• [AIM OF THE TASK]:
Each line from the one containing "let mut chars = value.chars();" through the end of the data must be retyped exactly, and no other line.

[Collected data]
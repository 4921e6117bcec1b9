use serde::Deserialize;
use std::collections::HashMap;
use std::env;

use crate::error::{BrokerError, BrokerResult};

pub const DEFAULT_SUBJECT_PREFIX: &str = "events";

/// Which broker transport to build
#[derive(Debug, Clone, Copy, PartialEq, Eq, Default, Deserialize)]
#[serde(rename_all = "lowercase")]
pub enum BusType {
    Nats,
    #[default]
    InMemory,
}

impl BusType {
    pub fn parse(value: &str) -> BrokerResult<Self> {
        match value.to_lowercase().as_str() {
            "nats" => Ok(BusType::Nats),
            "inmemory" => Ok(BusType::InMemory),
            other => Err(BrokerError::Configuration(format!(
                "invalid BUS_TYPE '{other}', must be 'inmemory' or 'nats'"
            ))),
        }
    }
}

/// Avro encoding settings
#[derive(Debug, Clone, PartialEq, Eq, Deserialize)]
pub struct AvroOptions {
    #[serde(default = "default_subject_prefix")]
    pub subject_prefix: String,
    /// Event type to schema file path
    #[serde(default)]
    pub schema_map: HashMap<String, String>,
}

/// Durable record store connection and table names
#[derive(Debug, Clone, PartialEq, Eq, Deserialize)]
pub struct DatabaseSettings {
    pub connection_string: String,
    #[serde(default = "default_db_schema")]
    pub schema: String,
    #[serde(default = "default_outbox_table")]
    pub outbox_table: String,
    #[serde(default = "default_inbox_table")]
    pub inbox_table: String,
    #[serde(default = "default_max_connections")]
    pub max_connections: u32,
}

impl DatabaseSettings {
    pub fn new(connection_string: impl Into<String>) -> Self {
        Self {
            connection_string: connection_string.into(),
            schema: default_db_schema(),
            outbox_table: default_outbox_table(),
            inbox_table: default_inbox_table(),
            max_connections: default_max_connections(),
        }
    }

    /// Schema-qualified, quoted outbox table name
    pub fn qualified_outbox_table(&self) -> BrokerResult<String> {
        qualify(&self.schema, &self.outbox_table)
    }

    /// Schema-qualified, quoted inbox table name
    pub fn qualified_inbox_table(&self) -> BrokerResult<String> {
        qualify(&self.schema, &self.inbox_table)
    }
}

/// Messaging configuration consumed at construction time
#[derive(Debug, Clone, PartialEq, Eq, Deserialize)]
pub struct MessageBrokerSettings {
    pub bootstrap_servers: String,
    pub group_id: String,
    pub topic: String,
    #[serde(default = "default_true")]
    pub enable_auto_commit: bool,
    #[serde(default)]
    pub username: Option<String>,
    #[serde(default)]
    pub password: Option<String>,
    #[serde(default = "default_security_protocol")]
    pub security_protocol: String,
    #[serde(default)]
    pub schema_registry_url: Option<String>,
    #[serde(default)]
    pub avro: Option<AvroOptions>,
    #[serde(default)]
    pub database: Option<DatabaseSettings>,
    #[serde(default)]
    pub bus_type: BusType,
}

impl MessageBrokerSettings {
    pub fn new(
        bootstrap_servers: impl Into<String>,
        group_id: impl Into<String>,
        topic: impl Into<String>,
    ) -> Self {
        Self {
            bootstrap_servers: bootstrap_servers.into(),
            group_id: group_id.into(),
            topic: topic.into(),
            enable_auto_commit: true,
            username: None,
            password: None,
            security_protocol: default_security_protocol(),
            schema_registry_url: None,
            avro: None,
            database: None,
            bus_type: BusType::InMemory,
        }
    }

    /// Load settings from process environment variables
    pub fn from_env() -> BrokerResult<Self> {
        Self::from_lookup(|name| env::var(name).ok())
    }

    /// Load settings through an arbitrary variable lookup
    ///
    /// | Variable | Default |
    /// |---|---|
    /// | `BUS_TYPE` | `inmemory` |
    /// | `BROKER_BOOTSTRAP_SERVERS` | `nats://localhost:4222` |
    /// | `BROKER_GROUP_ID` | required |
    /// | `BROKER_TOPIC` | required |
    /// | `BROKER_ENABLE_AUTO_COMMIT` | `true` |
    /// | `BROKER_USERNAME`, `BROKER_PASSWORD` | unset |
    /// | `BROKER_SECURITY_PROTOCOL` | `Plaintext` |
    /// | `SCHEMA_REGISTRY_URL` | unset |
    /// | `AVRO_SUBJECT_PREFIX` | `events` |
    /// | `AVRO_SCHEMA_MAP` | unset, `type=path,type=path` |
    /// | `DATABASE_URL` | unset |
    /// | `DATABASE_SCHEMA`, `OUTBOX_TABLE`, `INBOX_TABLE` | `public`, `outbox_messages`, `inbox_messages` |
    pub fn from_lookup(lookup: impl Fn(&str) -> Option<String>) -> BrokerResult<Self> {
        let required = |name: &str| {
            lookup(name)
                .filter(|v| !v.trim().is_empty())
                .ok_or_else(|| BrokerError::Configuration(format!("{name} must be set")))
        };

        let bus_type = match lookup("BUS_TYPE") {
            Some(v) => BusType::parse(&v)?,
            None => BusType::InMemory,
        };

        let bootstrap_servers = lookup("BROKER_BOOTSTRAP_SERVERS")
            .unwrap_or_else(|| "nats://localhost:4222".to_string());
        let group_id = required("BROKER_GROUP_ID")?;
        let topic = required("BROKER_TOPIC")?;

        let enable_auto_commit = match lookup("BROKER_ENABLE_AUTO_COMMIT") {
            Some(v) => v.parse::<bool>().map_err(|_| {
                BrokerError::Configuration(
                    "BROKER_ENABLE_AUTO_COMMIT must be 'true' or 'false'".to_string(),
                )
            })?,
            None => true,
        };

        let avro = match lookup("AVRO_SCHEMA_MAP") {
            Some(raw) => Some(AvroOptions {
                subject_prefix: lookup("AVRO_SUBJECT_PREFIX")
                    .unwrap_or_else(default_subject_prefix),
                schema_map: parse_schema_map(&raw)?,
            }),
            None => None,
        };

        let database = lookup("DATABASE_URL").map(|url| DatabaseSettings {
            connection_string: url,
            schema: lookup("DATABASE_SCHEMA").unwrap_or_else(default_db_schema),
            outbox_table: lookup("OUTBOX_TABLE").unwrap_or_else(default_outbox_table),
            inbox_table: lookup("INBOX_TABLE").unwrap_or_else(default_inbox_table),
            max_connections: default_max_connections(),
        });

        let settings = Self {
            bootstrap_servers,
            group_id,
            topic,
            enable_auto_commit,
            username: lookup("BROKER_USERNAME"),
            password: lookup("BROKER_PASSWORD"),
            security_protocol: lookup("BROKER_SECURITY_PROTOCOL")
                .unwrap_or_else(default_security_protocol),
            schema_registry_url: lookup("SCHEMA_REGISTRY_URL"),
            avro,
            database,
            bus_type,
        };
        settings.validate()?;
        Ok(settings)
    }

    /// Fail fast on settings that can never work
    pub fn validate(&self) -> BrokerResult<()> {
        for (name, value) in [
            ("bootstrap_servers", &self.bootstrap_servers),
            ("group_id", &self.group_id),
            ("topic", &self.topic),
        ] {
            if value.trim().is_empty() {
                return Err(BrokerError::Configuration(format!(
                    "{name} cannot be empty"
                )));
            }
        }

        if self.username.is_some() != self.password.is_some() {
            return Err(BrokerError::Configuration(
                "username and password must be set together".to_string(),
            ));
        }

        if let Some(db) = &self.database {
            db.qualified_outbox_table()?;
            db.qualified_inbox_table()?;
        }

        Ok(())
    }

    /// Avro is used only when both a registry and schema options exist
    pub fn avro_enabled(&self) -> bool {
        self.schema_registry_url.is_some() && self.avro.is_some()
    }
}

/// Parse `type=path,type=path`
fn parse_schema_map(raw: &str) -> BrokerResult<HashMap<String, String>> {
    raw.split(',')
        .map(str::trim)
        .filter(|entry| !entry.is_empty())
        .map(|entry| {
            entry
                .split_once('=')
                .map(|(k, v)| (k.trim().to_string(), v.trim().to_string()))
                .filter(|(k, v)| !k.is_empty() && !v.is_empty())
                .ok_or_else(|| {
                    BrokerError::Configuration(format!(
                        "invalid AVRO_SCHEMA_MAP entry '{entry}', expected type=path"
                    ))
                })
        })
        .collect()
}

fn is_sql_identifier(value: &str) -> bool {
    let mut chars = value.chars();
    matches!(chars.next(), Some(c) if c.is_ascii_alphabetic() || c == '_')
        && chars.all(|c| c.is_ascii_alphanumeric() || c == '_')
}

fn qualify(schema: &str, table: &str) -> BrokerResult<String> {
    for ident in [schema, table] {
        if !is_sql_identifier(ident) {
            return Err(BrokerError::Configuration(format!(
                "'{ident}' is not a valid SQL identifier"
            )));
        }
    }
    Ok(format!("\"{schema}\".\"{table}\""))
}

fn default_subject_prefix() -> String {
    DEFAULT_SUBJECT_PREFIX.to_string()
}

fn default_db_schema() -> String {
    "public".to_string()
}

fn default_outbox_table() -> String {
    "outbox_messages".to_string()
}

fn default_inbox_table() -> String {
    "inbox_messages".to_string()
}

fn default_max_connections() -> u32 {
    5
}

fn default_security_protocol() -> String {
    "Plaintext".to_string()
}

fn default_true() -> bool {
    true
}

• [EXPECTED ANSWER]:
    let mut chars = value.chars();
    matches!(chars.next(), Some(c) if c.is_ascii_alphabetic() || c == '_')
        && chars.all(|c| c.is_ascii_alphanumeric() || c == '_')
}

fn qualify(schema: &str, table: &str) -> BrokerResult<String> {
    for ident in [schema, table] {
        if !is_sql_identifier(ident) {
            return Err(BrokerError::Configuration(format!(
                "'{ident}' is not a valid SQL identifier"
            )));
        }
    }
    Ok(format!("\"{schema}\".\"{table}\""))
}

fn default_subject_prefix() -> String {
    DEFAULT_SUBJECT_PREFIX.to_string()
}

fn default_db_schema() -> String {
    "public".to_string()
}

fn default_outbox_table() -> String {
    "outbox_messages".to_string()
}

fn default_inbox_table() -> String {
    "inbox_messages".to_string()
}

fn default_max_connections() -> u32 {
    5
}

fn default_security_protocol() -> String {
    "Plaintext".to_string()
}

fn default_true() -> bool {
    true
}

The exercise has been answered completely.